After earning his Ph.D., he started his career in museum work, at Harvard University’s Dumbarton Oaks and at the Denver Art Museum, where he was curator of the Pre-Columbian collection and oversaw a major reinstallation of the collection.
During that time period he also moonlighted as a teacher at the George Washington University, University of Denver, and Metropolitan State College of Denver.
“I found that I liked teaching more than museum work,” he says. “In particular, I enjoyed working with students in the field, taking them to Peru where they gained field experience.”

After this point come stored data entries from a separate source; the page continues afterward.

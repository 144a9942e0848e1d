//! camvault-capture - Frame sources for Camvault
//!
//! Models live video input as a capability: a [`CaptureBackend`] opens
//! addresses into [`FrameSource`]s and answers liveness probes. Two backends
//! ship with the crate, an FFmpeg subprocess decoder for network cameras and
//! a synthetic test pattern.

pub mod error;
pub mod ffmpeg;
pub mod frame;
pub mod source;
pub mod test_pattern;

pub use error::CaptureError;
pub use ffmpeg::FfmpegBackend;
pub use frame::{Frame, FrameFormat};
pub use source::{backend, CaptureBackend, FrameSource, SourceKind};
pub use test_pattern::TestPatternBackend;
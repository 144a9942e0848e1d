//! Video encoding using FFmpeg
//!
//! Raw RGB24 frames are piped directly to FFmpeg stdin; closing the writer
//! closes the pipe and waits for FFmpeg to finish the container.

use camvault_capture::{Frame, FrameFormat};
use std::io::Write;
use std::path::{Path, PathBuf};
use std::process::{Child, ChildStdin, Command, Stdio};
use tracing::{debug, info, warn};

use crate::error::EncodeError;
use crate::writer::{Codec, EncoderConfig, StreamWriter, WriterFactory};

/// Opens piped FFmpeg encoders
#[derive(Debug, Clone)]
pub struct FfmpegWriterFactory {
    config: EncoderConfig,
    use_nvenc: bool,
}

impl FfmpegWriterFactory {
    /// Build the factory, probing once for NVENC when hardware H.264 is requested.
    ///
    /// Without NVENC the factory encodes with libx264 instead.
    pub fn new(config: EncoderConfig) -> Self {
        let wants_nvenc = config.codec == Codec::H264 && config.use_hw_encoding;
        let use_nvenc = wants_nvenc && check_nvenc();
        if wants_nvenc && !use_nvenc {
            warn!("NVENC not available, falling back to libx264");
        }
        Self::with_nvenc(config, use_nvenc)
    }

    /// Build the factory with a known NVENC availability
    pub fn with_nvenc(config: EncoderConfig, nvenc_available: bool) -> Self {
        let use_nvenc = nvenc_available && config.use_hw_encoding;
        Self { config, use_nvenc }
    }

    fn build_command(&self, path: &Path, format: FrameFormat) -> Command {
        let mut cmd = Command::new("ffmpeg");
        cmd.arg("-y") // Overwrite output
            .arg("-hide_banner")
            .arg("-loglevel").arg("error")
            .arg("-f").arg("rawvideo")
            .arg("-pix_fmt").arg("rgb24")
            .arg("-s").arg(format!("{}x{}", format.width, format.height))
            .arg("-r").arg(format!("{:.3}", format.fps))
            .arg("-i").arg("-") // Read from stdin
            .arg("-c:v");

        match self.config.codec {
            Codec::H264 if self.use_nvenc => {
                cmd.arg("h264_nvenc")
                    .arg("-preset").arg("p4")
                    .arg("-rc").arg("vbr")
                    .arg("-cq").arg(self.config.quality.to_string());
            }
            Codec::H264 => {
                cmd.arg("libx264")
                    .arg("-crf").arg(self.config.quality.to_string())
                    .arg("-preset").arg("fast");
            }
            Codec::Xvid | Codec::Mjpeg => {
                cmd.arg("mpeg4")
                    .arg("-vtag").arg("xvid")
                    .arg("-q:v").arg(self.config.quality.to_string());
            }
        }

        cmd.arg("-pix_fmt").arg("yuv420p")
            .arg(path)
            .stdin(Stdio::piped())
            .stdout(Stdio::null())
            .stderr(Stdio::piped());
        cmd
    }
}

impl WriterFactory for FfmpegWriterFactory {
    fn extension(&self) -> &'static str {
        match self.config.codec {
            Codec::H264 => "mkv",
            Codec::Xvid | Codec::Mjpeg => "avi",
        }
    }

    fn open(&self, path: &Path, format: FrameFormat) -> Result<Box<dyn StreamWriter>, EncodeError> {
        let mut cmd = self.build_command(path, format);
        debug!("spawning ffmpeg pipe: {:?}", cmd);

        let mut child = cmd.spawn()?;
        let stdin = child.stdin.take()
            .ok_or_else(|| EncodeError::Encoder("failed to open ffmpeg stdin".to_string()))?;

        info!(
            "starting piped encoding to {:?} ({}x{})",
            path, format.width, format.height
        );

        Ok(Box::new(FfmpegWriter {
            path: path.to_path_buf(),
            format,
            process: Some(child),
            stdin: Some(stdin),
            frame_count: 0,
        }))
    }
}

/// One recording file fed through an FFmpeg pipe
pub struct FfmpegWriter {
    path: PathBuf,
    format: FrameFormat,
    process: Option<Child>,
    stdin: Option<ChildStdin>,
    frame_count: u64,
}

impl FfmpegWriter {
    fn finish(&mut self) -> Result<(), EncodeError> {
        // Close stdin to signal EOF to FFmpeg
        self.stdin.take();

        let Some(child) = self.process.take() else {
            return Ok(());
        };

        let output = child.wait_with_output()?;
        if !output.status.success() {
            let stderr = String::from_utf8_lossy(&output.stderr);
            let stderr: String = stderr.chars().take(500).collect();

            // A partial file is still playable, so only fail if nothing was written
            if self.frame_count == 0 {
                return Err(EncodeError::Encoder(stderr));
            }
            warn!("ffmpeg stderr: {}", stderr);
        }

        debug!("finalized {:?} after {} frames", self.path, self.frame_count);
        Ok(())
    }
}

impl StreamWriter for FfmpegWriter {
    fn path(&self) -> &Path {
        &self.path
    }

    fn write(&mut self, frame: &Frame) -> Result<(), EncodeError> {
        if frame.width != self.format.width || frame.height != self.format.height {
            return Err(EncodeError::FrameMismatch {
                width: self.format.width,
                height: self.format.height,
                actual_width: frame.width,
                actual_height: frame.height,
            });
        }

        let stdin = self.stdin.as_mut().ok_or(EncodeError::Closed)?;
        stdin.write_all(&frame.data)?;
        self.frame_count += 1;
        Ok(())
    }

    fn close(mut self: Box<Self>) -> Result<(), EncodeError> {
        self.finish()
    }
}

impl Drop for FfmpegWriter {
    fn drop(&mut self) {
        if let Err(e) = self.finish() {
            warn!("failed to finalize {:?} on drop: {}", self.path, e);
        }
    }
}

/// Check if FFmpeg is available
pub fn check_ffmpeg() -> bool {
    Command::new("ffmpeg")
        .arg("-version")
        .output()
        .map(|o| o.status.success())
        .unwrap_or(false)
}

/// Check if NVENC is available
pub fn check_nvenc() -> bool {
    Command::new("ffmpeg")
        .args(["-hide_banner", "-encoders"])
        .output()
        .map(|o| String::from_utf8_lossy(&o.stdout).contains("h264_nvenc"))
        .unwrap_or(false)
}
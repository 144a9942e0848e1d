//! Recorder error types

use std::path::PathBuf;
use thiserror::Error;

use crate::registry::CameraId;

/// Failures surfaced by the recording and retention engine.
///
/// None of these are fatal to the process: the affected camera is left
/// Idle or Offline and the error is logged by whoever observes it.
#[derive(Error, Debug)]
pub enum RecorderError {
    #[error("camera {0} not found")]
    UnknownCamera(CameraId),

    #[error("source unavailable for camera {camera_id}: {reason}")]
    SourceUnavailable { camera_id: CameraId, reason: String },

    #[error("frame read failed for camera {camera_id}: {reason}")]
    ReadFailure { camera_id: CameraId, reason: String },

    #[error("cannot write {path:?}: {reason}")]
    WriteFailure { path: PathBuf, reason: String },

    #[error("storage scan failed at {path:?}: {source}")]
    StorageScan {
        path: PathBuf,
        #[source]
        source: std::io::Error,
    },

    #[error("failed to spawn worker: {0}")]
    Spawn(#[from] std::io::Error),
}
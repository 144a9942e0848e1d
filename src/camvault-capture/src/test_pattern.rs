//! Synthetic frame source
//!
//! Addresses take the form `testsrc://WIDTHxHEIGHT[@FPS][?frames=N]`. Any
//! other address is treated as unreachable, which makes the backend handy for
//! exercising offline cameras as well.

use std::thread;
use std::time::{Duration, Instant};
use tracing::debug;

use crate::error::CaptureError;
use crate::frame::{Frame, FrameFormat};
use crate::source::{CaptureBackend, FrameSource};

const SCHEME: &str = "testsrc://";
const DEFAULT_FPS: f64 = 10.0;

/// Parsed test pattern address
#[derive(Debug, Clone, PartialEq)]
pub struct PatternSpec {
    pub format: FrameFormat,
    /// Number of frames before the stream ends (None = endless)
    pub frames: Option<u64>,
}

impl PatternSpec {
    pub fn parse(address: &str) -> Option<Self> {
        let rest = address.strip_prefix(SCHEME)?;
        let (geometry, query) = match rest.split_once('?') {
            Some((g, q)) => (g, Some(q)),
            None => (rest, None),
        };

        let (size, fps) = match geometry.split_once('@') {
            Some((s, f)) => (s, f.parse::<f64>().ok().filter(|f| *f > 0.0)?),
            None => (geometry, DEFAULT_FPS),
        };

        let (width, height) = size.split_once('x')?;
        let width: u32 = width.parse().ok().filter(|w| *w > 0)?;
        let height: u32 = height.parse().ok().filter(|h| *h > 0)?;

        let mut frames = None;
        if let Some(query) = query {
            for pair in query.split('&') {
                if let Some(n) = pair.strip_prefix("frames=") {
                    frames = Some(n.parse().ok()?);
                }
            }
        }

        Some(Self {
            format: FrameFormat { width, height, fps },
            frames,
        })
    }
}

/// Backend generating a moving gradient instead of decoding a stream
#[derive(Debug, Clone)]
pub struct TestPatternBackend {
    /// Sleep between frames to match the nominal rate
    pub paced: bool,
}

impl Default for TestPatternBackend {
    fn default() -> Self {
        Self { paced: true }
    }
}

impl TestPatternBackend {
    /// Backend that produces frames as fast as they are read
    pub fn unpaced() -> Self {
        Self { paced: false }
    }
}

impl CaptureBackend for TestPatternBackend {
    fn name(&self) -> &'static str {
        "test_pattern"
    }

    fn open(&self, address: &str) -> Result<Box<dyn FrameSource>, CaptureError> {
        let spec = PatternSpec::parse(address).ok_or_else(|| CaptureError::Open {
            address: address.to_string(),
            reason: "not a test pattern address".to_string(),
        })?;

        debug!(
            "opened test pattern {}x{} @ {} fps",
            spec.format.width, spec.format.height, spec.format.fps
        );

        Ok(Box::new(TestPatternSource {
            spec,
            paced: self.paced,
            produced: 0,
            last_frame: None,
            released: false,
        }))
    }

    fn probe(&self, address: &str) -> bool {
        PatternSpec::parse(address).is_some()
    }
}

struct TestPatternSource {
    spec: PatternSpec,
    paced: bool,
    produced: u64,
    last_frame: Option<Instant>,
    released: bool,
}

impl TestPatternSource {
    fn render(&self) -> Vec<u8> {
        let FrameFormat { width, height, .. } = self.spec.format;
        let shift = (self.produced % 256) as u32;
        let mut data = Vec::with_capacity(self.spec.format.frame_len());
        for y in 0..height {
            for x in 0..width {
                data.push(((x * 255 / width + shift) % 256) as u8);
                data.push(((y * 255 / height) % 256) as u8);
                data.push((shift * 3 % 256) as u8);
            }
        }
        data
    }
}

impl FrameSource for TestPatternSource {
    fn format(&self) -> FrameFormat {
        self.spec.format
    }

    fn read(&mut self) -> Result<Option<Frame>, CaptureError> {
        if self.released {
            return Err(CaptureError::Read("source released".to_string()));
        }
        if self.spec.frames.is_some_and(|limit| self.produced >= limit) {
            return Ok(None);
        }

        if self.paced {
            let interval = Duration::from_secs_f64(1.0 / self.spec.format.fps);
            if let Some(last) = self.last_frame {
                let elapsed = last.elapsed();
                if elapsed < interval {
                    thread::sleep(interval - elapsed);
                }
            }
            self.last_frame = Some(Instant::now());
        }

        let frame = Frame::new(self.render(), self.spec.format.width, self.spec.format.height)?;
        self.produced += 1;
        Ok(Some(frame))
    }

    fn release(&mut self) {
        self.released = true;
    }
}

In 1999, he joined the faculty of Wagner College. The low student-to-faculty ratio attracted him. “I like to get to know the students,” he says. “My field courses typically had six students or less and on-campus courses anywhere from six to 29 students.”
Jennifer Ruvolo ’07 was one of those students. An anthropology major, she went on to work for the New York City Office of the Mayor. “Without exaggeration, Dr. McEwan changed my life,” she said. “He was the reason I chose to attend Wagner, and his guidance and direction helped give me the confidence to succeed both in the classroom and in the professional world. I’m so grateful to have had the opportunity to learn from him and know that so many others feel the same!”
Rachel Zaydek ’13 was introduced to the field of anthropology by McEwan. She went with him on two summer trips to Peru to help with the excavations, while also double majoring in English and anthropology and minoring in Spanish.
“It was incredible to be there with him and working real time, doing the things he had taught us about,” she says. “It was also great to see how much the local people respected him. He employed a lot of Quechua people [indigenous people of the Peruvian Andes] from the small neighboring town to the site, and they worked with us as excavators. He has been asked to be a godfather to a lot of children of his employees. He was always very gracious and welcoming to the customs and concerns of his local crews.”

Zaydek says that McEwan is a role model for how she approaches her work as a special distributions coordinator for the Greater Pittsburgh Community Food Bank.
“Working with Dr. McEwan and other professors, especially in the anthropology department, piqued my interest in learning about others in a fuller, immersive sense,” she says. “When you learn deeply about other groups of people, you get into a lot of nuances that allow you to better understand where they are coming from and what challenges they face.”
McEwan says that this understanding is why anthropology is important.

“We live on a multicultural planet,” McEwan says. “Our survival depends on an understanding of other peoples and their cultures of both the past and the present. As the Earth’s population continues to grow, we will increasingly need to work with and understand our neighbors.
“Consider that every civilization in history has eventually collapsed, except the ones we now enjoy. Also consider the fact that we have, for the first time in history, the means to study and understand what caused the rise and fall of societies. Anthropology gives us the tools necessary to learn how to avoid the collapse of our current civilization.”